#### Stored data

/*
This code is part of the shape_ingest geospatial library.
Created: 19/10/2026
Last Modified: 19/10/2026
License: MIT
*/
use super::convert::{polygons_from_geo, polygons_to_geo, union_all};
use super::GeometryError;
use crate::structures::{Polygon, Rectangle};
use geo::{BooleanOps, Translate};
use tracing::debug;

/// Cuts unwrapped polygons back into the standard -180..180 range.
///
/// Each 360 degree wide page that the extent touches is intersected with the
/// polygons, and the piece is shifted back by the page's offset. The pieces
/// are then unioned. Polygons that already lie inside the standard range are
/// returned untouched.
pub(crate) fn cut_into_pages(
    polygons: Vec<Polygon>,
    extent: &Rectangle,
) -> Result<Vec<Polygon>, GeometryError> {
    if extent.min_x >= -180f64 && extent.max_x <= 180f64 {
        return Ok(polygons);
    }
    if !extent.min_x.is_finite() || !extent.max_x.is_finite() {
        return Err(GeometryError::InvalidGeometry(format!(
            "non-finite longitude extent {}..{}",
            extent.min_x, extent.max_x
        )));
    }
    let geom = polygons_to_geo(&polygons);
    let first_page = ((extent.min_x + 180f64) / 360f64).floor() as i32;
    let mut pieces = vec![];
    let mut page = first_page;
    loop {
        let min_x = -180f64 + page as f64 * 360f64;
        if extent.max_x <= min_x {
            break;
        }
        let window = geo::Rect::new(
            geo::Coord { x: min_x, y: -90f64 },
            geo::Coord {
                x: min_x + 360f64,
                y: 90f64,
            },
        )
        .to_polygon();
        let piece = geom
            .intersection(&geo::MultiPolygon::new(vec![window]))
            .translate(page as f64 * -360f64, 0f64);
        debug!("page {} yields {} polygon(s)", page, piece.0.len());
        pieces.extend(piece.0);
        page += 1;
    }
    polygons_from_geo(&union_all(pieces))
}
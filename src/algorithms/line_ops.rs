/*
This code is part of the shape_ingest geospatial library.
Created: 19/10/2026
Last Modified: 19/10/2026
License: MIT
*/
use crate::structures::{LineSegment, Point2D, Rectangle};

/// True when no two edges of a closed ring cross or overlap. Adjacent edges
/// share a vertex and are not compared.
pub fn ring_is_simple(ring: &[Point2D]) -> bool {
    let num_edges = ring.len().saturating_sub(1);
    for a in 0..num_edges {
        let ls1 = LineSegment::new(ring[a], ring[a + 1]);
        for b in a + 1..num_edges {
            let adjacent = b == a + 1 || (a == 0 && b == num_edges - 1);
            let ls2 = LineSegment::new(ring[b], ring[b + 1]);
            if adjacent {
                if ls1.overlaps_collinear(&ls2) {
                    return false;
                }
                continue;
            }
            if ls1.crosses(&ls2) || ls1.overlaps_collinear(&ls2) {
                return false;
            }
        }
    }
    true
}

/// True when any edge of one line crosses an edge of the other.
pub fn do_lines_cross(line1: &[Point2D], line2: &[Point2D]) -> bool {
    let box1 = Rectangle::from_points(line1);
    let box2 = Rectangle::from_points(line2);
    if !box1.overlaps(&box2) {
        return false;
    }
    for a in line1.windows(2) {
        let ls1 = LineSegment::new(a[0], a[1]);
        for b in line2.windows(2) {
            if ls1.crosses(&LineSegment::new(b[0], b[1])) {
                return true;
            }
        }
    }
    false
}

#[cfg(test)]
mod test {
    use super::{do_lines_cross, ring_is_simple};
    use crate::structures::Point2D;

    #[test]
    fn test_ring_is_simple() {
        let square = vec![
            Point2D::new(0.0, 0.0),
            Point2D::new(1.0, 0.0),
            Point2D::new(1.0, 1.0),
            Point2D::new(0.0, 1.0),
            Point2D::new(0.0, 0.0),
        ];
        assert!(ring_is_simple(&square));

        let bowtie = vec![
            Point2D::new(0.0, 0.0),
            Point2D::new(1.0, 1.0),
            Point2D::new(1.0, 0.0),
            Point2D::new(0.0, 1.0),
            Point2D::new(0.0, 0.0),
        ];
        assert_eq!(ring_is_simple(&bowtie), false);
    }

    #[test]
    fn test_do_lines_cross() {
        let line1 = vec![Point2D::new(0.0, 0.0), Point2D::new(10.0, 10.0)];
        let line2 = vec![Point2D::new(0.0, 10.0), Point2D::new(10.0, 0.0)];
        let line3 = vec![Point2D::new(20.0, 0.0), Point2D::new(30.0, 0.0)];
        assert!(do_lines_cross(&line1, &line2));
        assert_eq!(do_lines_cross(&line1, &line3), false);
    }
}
==
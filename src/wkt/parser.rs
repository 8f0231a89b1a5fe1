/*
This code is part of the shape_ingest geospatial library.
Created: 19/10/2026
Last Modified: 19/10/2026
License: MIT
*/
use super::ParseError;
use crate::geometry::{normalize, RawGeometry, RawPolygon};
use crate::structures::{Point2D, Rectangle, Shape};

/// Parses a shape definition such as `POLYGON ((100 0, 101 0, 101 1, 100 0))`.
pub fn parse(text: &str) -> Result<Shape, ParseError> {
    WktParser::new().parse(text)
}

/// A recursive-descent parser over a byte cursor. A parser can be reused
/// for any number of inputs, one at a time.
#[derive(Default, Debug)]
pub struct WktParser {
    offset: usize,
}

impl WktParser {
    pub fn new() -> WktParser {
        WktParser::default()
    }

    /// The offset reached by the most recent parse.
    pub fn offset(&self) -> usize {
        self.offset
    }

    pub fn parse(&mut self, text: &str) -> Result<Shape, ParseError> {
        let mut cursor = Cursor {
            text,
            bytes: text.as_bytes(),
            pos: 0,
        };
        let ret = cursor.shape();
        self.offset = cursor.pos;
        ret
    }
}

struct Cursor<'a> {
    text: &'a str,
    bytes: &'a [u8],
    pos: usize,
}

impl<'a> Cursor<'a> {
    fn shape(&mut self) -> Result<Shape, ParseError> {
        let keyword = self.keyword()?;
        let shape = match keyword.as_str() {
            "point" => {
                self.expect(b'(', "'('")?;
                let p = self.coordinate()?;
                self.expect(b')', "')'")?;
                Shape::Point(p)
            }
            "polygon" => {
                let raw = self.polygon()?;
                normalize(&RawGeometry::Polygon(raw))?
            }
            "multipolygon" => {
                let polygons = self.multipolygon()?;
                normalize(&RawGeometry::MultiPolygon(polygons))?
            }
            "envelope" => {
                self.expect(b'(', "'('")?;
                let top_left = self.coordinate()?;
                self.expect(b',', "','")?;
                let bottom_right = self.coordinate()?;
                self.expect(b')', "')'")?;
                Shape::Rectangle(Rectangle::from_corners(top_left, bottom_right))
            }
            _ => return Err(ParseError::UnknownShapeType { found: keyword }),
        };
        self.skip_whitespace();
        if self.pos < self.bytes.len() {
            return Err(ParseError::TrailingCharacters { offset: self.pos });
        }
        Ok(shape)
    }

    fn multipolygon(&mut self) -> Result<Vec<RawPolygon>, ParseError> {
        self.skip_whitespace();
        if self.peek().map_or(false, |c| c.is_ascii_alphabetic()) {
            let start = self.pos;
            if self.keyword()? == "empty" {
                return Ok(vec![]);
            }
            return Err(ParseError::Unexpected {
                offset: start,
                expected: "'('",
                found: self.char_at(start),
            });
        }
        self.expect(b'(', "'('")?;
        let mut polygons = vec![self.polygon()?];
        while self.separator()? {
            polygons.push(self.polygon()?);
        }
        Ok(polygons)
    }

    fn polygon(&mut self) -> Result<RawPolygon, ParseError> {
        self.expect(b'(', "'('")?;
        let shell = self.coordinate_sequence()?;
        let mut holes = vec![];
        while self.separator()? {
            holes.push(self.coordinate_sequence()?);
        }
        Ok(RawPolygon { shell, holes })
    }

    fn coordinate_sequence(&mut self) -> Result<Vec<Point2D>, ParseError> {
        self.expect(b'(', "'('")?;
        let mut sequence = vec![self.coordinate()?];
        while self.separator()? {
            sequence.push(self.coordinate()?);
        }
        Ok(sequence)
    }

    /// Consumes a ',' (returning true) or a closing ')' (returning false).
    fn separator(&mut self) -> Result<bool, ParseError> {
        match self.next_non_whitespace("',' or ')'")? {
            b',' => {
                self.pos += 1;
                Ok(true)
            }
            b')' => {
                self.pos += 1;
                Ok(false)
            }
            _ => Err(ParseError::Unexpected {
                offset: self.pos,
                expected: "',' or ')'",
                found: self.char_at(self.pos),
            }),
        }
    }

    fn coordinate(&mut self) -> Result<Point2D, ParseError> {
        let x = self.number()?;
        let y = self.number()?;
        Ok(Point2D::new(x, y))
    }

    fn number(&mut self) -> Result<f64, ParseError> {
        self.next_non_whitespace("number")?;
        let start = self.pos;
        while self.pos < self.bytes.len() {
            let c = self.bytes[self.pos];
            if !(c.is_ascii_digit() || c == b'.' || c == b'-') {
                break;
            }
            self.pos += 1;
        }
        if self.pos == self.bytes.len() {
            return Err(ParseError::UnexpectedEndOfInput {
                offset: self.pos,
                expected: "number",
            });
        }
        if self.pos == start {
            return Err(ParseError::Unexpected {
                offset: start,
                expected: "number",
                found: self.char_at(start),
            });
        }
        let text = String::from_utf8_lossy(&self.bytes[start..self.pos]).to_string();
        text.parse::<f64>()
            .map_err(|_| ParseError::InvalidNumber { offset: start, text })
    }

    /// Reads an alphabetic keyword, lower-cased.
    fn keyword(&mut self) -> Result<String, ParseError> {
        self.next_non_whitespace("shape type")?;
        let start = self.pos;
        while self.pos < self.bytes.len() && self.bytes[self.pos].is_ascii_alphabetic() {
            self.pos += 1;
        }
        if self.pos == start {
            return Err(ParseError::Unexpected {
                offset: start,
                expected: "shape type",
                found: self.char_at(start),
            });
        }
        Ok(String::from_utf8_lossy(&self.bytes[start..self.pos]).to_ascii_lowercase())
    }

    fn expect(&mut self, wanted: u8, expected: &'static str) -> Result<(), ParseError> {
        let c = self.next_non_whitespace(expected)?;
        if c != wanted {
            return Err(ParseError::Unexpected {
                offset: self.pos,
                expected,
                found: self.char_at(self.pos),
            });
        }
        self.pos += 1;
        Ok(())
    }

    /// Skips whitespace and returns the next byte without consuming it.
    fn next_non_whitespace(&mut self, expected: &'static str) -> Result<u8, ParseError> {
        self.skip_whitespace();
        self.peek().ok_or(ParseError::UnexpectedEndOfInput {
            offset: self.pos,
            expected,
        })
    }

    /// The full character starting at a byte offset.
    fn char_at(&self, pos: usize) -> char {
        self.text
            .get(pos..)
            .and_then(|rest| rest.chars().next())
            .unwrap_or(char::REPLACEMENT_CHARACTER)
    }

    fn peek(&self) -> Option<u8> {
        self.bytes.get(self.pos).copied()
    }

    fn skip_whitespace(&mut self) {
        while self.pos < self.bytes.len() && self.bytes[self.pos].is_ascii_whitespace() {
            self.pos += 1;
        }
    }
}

#### Assignment
Go through the entries above and copy each line holding the string "keyword".

#### Written response
        let keyword = self.keyword()?;
        let shape = match keyword.as_str() {
            _ => return Err(ParseError::UnknownShapeType { found: keyword }),
            if self.keyword()? == "empty" {
    /// Reads an alphabetic keyword, lower-cased.
    fn keyword(&mut self) -> Result<String, ParseError> {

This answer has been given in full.